SIXTY-EIGHT

LANDMARKS THE SPOT

Megan

We made our way in Bustamente’s cruiser, the detective at the wheel and yours truly riding shotgun, with Brigit and Harper in the backseat. Harper was an incredibly observant little girl. She’d not only directed us to Highway 199, but continued to let us know we were on the right track.

She pushed back the hood on her panda-themed coat and pointed up at the Lake Worth water tower. “I remember that water tower with the blue stripe around it.” A few miles later, she recognized another water tower in the city of Azle. “I remember ’cause it has three Ss on it.”

The S shapes were intended to resemble the waves on Eagle Mountain Lake, which sat to the east of town.

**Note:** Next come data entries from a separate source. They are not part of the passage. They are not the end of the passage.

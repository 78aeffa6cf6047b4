//! Adaptive anti-alias pass ("AntiAliase"): selectively super-samples
//! pixels whose 8-neighbourhood disagrees with them by more than a
//! threshold, replacing only those with a filtered A×A super-sample.

use crate::filter::GaussianFilter1D;
use crate::rect::partition;
use crate::task::{execute_blocking, Task, ThreadPool, WorkerContext, WorkerRoutine};
use crate::tile::PixelGrid;
use crate::RenderError;
use mandelbrust_core::{select_kernel, Color, Fractal, IterationResult, RenderingParams};

fn color_to_unit(c: Color) -> [f64; 3] {
    [
        c.r as f64 / 0xFFFF as f64,
        c.g as f64 / 0xFFFF as f64,
        c.b as f64 / 0xFFFF as f64,
    ]
}

fn manhattan_distance(a: Color, b: Color) -> f64 {
    let a = color_to_unit(a);
    let b = color_to_unit(b);
    let sum: f64 = (0..3).map(|i| (a[i] - b[i]).abs()).sum();
    sum / 3.0
}

fn neighbour_dissimilarity(snapshot: &PixelGrid, x: u32, y: u32) -> f64 {
    let w = snapshot.width();
    let h = snapshot.height();
    let c0 = snapshot.get(x, y);
    let mut max_d: f64 = 0.0;
    for dy in -1i64..=1 {
        for dx in -1i64..=1 {
            if dx == 0 && dy == 0 {
                continue;
            }
            let nx = (x as i64 + dx).clamp(0, w as i64 - 1) as u32;
            let ny = (y as i64 + dy).clamp(0, h as i64 - 1) as u32;
            let d = manhattan_distance(c0, snapshot.get(nx, ny));
            if d > max_d {
                max_d = d;
            }
        }
    }
    max_d
}

#[allow(clippy::too_many_arguments)]
fn supersample_pixel(
    fractal: &Fractal,
    rendering: &RenderingParams,
    kernel: mandelbrust_core::KernelFn,
    filter: &GaussianFilter1D,
    width: u32,
    height: u32,
    x: u32,
    y: u32,
    grid_side: u32,
) -> Color {
    let samples_side = grid_side as usize;
    let mut samples = vec![Color::BLACK; samples_side * samples_side];
    let full_width = width as u64 * grid_side as u64;
    let full_height = height as u64 * grid_side as u64;
    for l in 0..samples_side {
        for k in 0..samples_side {
            let sub_x = x as f64 * grid_side as f64 + k as f64;
            let sub_y = y as f64 * grid_side as f64 + l as f64;
            let point = fractal.point_at(sub_x, sub_y, full_width as f64, full_height as f64);
            let value = match kernel(fractal, rendering, point) {
                IterationResult::Interior => rendering.space_color,
                IterationResult::Escaped(v) => {
                    let idx = mandelbrust_core::gradient_index(v, rendering);
                    rendering.gradient.at(idx)
                }
            };
            samples[l * samples_side + k] = value;
        }
    }

    let mut horizontal = vec![Color::BLACK; samples_side * samples_side];
    for l in 0..samples_side {
        for k in 0..samples_side {
            horizontal[l * samples_side + k] =
                filter.apply_horizontal(&samples, grid_side, grid_side, k as i64, l as u32);
        }
    }
    let centre = (samples_side / 2) as u32;
    filter.apply_vertical(&horizontal, grid_side, grid_side, centre, centre as i64)
}

/// Refines `source` in place, copying its untouched pixels forward and
/// replacing only those whose 8-neighbourhood disagrees by more than
/// `threshold` with an `grid_side × grid_side` super-sampled, Gaussian-
/// filtered replacement.
#[allow(clippy::too_many_arguments)]
pub fn anti_aliase(
    pool: &ThreadPool,
    fractal: &Fractal,
    rendering: &RenderingParams,
    source: &PixelGrid,
    grid_side: u32,
    threshold: f64,
    on_progress: Option<&(dyn Fn(f64) + Sync)>,
) -> Result<PixelGrid, RenderError> {
    if grid_side == 0 {
        return Err(RenderError::InvalidAaGrid(grid_side));
    }
    let width = source.width();
    let height = source.height();
    let out = PixelGrid::new(width, height);
    for y in 0..height {
        for x in 0..width {
            out.set(x, y, source.get(x, y));
        }
    }
    if grid_side < 2 {
        return Ok(out);
    }

    let kernel = select_kernel(fractal);
    let filter = GaussianFilter1D::new(grid_side);
    let worker_count = pool
        .size()
        .min((width as u64 * height as u64) as usize)
        .max(1);
    let rects = partition(width, height, worker_count);

    let routines: Vec<WorkerRoutine> = rects
        .into_iter()
        .map(|rect| {
            let out = &out;
            let filter = &filter;
            Box::new(move |ctx: &WorkerContext| {
                for y in rect.y..rect.y + rect.height {
                    for x in rect.x..rect.x + rect.width {
                        let delta = neighbour_dissimilarity(source, x, y);
                        if delta > threshold {
                            let refined = supersample_pixel(
                                fractal, rendering, kernel, filter, width, height, x, y, grid_side,
                            );
                            out.set(x, y, refined);
                        }
                    }
                    if ctx.checkpoint() {
                        return;
                    }
                }
                ctx.set_progress(100);
            }) as WorkerRoutine
        })
        .collect();

    match execute_blocking(pool, Task::leaf(routines), on_progress) {
        crate::task::TaskOutcome::Completed => Ok(out),
        crate::task::TaskOutcome::Cancelled => Err(RenderError::Cancelled),
    }
}

#[cfg(test)]
mod tests {
    use super::*;
    use crate::tile::draw_fractal;
    use mandelbrust_core::{
        AddendFunction, ColoringMethod, CountingFunction, Fractal as CoreFractal, Gradient,
        InterpolationMethod, TransferFunction,
    };

    fn rendering() -> RenderingParams {
        RenderingParams::new(
            1,
            Color::BLACK,
            CountingFunction::Discrete,
            ColoringMethod::IterationCount,
            AddendFunction::TriangleInequality,
            1.0,
            InterpolationMethod::None,
            TransferFunction::Identity,
            0.025,
            0.0,
            Gradient::new(&[Color::BLACK, Color::WHITE], 65536).unwrap(),
        )
        .unwrap()
    }

    #[test]
    fn a_less_than_2_is_a_no_op() {
        let fractal = CoreFractal::default_mandelbrot();
        let rendering = rendering();
        let pool = ThreadPool::new(2);
        let source = draw_fractal(&pool, &fractal, &rendering, 4, 4, 1, 0.0035, None).unwrap();
        let refined = anti_aliase(&pool, &fractal, &rendering, &source, 1, 0.05, None).unwrap();
        for y in 0..4 {
            for x in 0..4 {
                assert_eq!(source.get(x, y), refined.get(x, y));
            }
        }
    }

    #[test]
    fn idempotent_when_threshold_already_satisfied() {
        // A second AA pass over an already-smoothed image must change
        // (almost) nothing: a handful of pixels can still flip at the
        // boundary of a just-refined region, where the first pass itself
        // introduced a sharp new edge against an untouched neighbour.
        let fractal = CoreFractal::default_mandelbrot();
        let rendering = rendering();
        let pool = ThreadPool::new(2);
        let source = draw_fractal(&pool, &fractal, &rendering, 128, 128, 1, 0.0035, None).unwrap();
        let once = anti_aliase(&pool, &fractal, &rendering, &source, 3, 0.05, None).unwrap();
        let twice = anti_aliase(&pool, &fractal, &rendering, &once, 3, 0.05, None).unwrap();
        let mut changed = 0;
        for y in 0..128 {
            for x in 0..128 {
                if once.get(x, y) != twice.get(x, y) {
                    changed += 1;
                }
            }
        }
        assert!(
            changed < (128 * 128) / 100,
            "second pass changed too many pixels: {changed}"
        );
    }

    #[test]
    fn rejects_zero_grid_side() {
        let fractal = CoreFractal::default_mandelbrot();
        let rendering = rendering();
        let pool = ThreadPool::new(1);
        let source = PixelGrid::new(2, 2);
        let err = anti_aliase(&pool, &fractal, &rendering, &source, 0, 0.05, None).unwrap_err();
        assert!(matches!(err, RenderError::InvalidAaGrid(0)));
    }
}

As we went along, the helicopter trailed us, scanning left and right with its searchlight, making sure we in the cruiser hadn’t missed anything. After all, we were confined to the pavement and had limited visibility in any direction, but those in the helicopter had much greater range and could see all over, into places not visible from the roads.

Harper sat up taller in the back, her little hand curved around the top of my seat. “Can you go slower?” she asked the detective. “I need to look for the donkey. That’s where we turn.”

Uh-oh. Any donkey she might have seen in the daylight last Saturday was unlikely to be standing in the same place tonight. We might not even spot him in the dark.

I turned to address her. “What if the donkey moved? Is there another way you could know where to turn?”

She shook her head.

I fought the urge to scream. I needed to relieve some tension. Too bad I couldn’t twirl my baton in the cruiser. There wasn’t room.

Harper’s hand shot forward, her little finger pointing. “There’s the donkey!”

I needn’t have worried about the donkey moving. This donkey was a ceramic yard decoration that someone had set atop a stump. He wore a broad smile and a cowboy hat, and had a piece of straw clenched in his buckteeth.

Detective Bustamente negotiated the turn and there, way off in the distance, appeared two tiny red lights. But were they the lights on the back of some farmer’s car? Or were they the rear lights on Fleming’s trailer?